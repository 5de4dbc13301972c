use std::sync::Arc;

use sqlx::PgPool;

use crate::application::dto::settings::CampSettings;
use crate::application::ports::admin_audit_repository::AdminAuditRepository;
use crate::application::ports::camping_option_field_repository::CampingOptionFieldRepository;
use crate::application::ports::camping_option_repository::CampingOptionRepository;
use crate::application::ports::job_category_repository::JobCategoryRepository;
use crate::application::ports::job_repository::JobRepository;
use crate::application::ports::notification_port::NotificationPort;
use crate::application::ports::payment_repository::PaymentRepository;
use crate::application::ports::registration_repository::RegistrationRepository;
use crate::application::ports::user_repository::UserRepository;
use crate::bootstrap::config::Config;

#[derive(Clone)]
pub struct AppContext {
    pub cfg: Config,
    services: Arc<AppServices>,
}

#[derive(Clone)]
pub struct AppServices {
    pool: PgPool,
    user_repo: Arc<dyn UserRepository>,
    job_category_repo: Arc<dyn JobCategoryRepository>,
    job_repo: Arc<dyn JobRepository>,
    camping_option_repo: Arc<dyn CampingOptionRepository>,
    camping_option_field_repo: Arc<dyn CampingOptionFieldRepository>,
    registration_repo: Arc<dyn RegistrationRepository>,
    payment_repo: Arc<dyn PaymentRepository>,
    admin_audit_repo: Arc<dyn AdminAuditRepository>,
    notifier: Arc<dyn NotificationPort>,
}

impl AppServices {
    #[allow(clippy::too_many_arguments)]
    pub fn new(
        pool: PgPool,
        user_repo: Arc<dyn UserRepository>,
        job_category_repo: Arc<dyn JobCategoryRepository>,
        job_repo: Arc<dyn JobRepository>,
        camping_option_repo: Arc<dyn CampingOptionRepository>,
        camping_option_field_repo: Arc<dyn CampingOptionFieldRepository>,
        registration_repo: Arc<dyn RegistrationRepository>,
        payment_repo: Arc<dyn PaymentRepository>,
        admin_audit_repo: Arc<dyn AdminAuditRepository>,
        notifier: Arc<dyn NotificationPort>,
    ) -> Self {
        Self {
            pool,
            user_repo,
            job_category_repo,
            job_repo,
            camping_option_repo,
            camping_option_field_repo,
            registration_repo,
            payment_repo,
            admin_audit_repo,
            notifier,
        }
    }
}

impl AppContext {
    pub fn new(cfg: Config, services: AppServices) -> Self {
        Self {
            cfg,
            services: Arc::new(services),
        }
    }

    pub fn camp(&self) -> &CampSettings {
        &self.cfg.camp
    }

    pub fn pool(&self) -> &PgPool {
        &self.services.pool
    }

    pub fn user_repo(&self) -> Arc<dyn UserRepository> {
        self.services.user_repo.clone()
    }

    pub fn job_category_repo(&self) -> Arc<dyn JobCategoryRepository> {
        self.services.job_category_repo.clone()
    }

    pub fn job_repo(&self) -> Arc<dyn JobRepository> {
        self.services.job_repo.clone()
    }

    pub fn camping_option_repo(&self) -> Arc<dyn CampingOptionRepository> {
        self.services.camping_option_repo.clone()
    }

    pub fn camping_option_field_repo(&self) -> Arc<dyn CampingOptionFieldRepository> {
        self.services.camping_option_field_repo.clone()
    }

    pub fn registration_repo(&self) -> Arc<dyn RegistrationRepository> {
        self.services.registration_repo.clone()
    }

    pub fn payment_repo(&self) -> Arc<dyn PaymentRepository> {
        self.services.payment_repo.clone()
    }

    pub fn admin_audit_repo(&self) -> Arc<dyn AdminAuditRepository> {
        self.services.admin_audit_repo.clone()
    }

    pub fn notifier(&self) -> Arc<dyn NotificationPort> {
        self.services.notifier.clone()
    }
}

**INSTRUCTIONS FOR THE TASK**
Going line by line through the listing above, count those that contain "AppServices" and give only the result.

**RESULT FOR THIS TASK**
4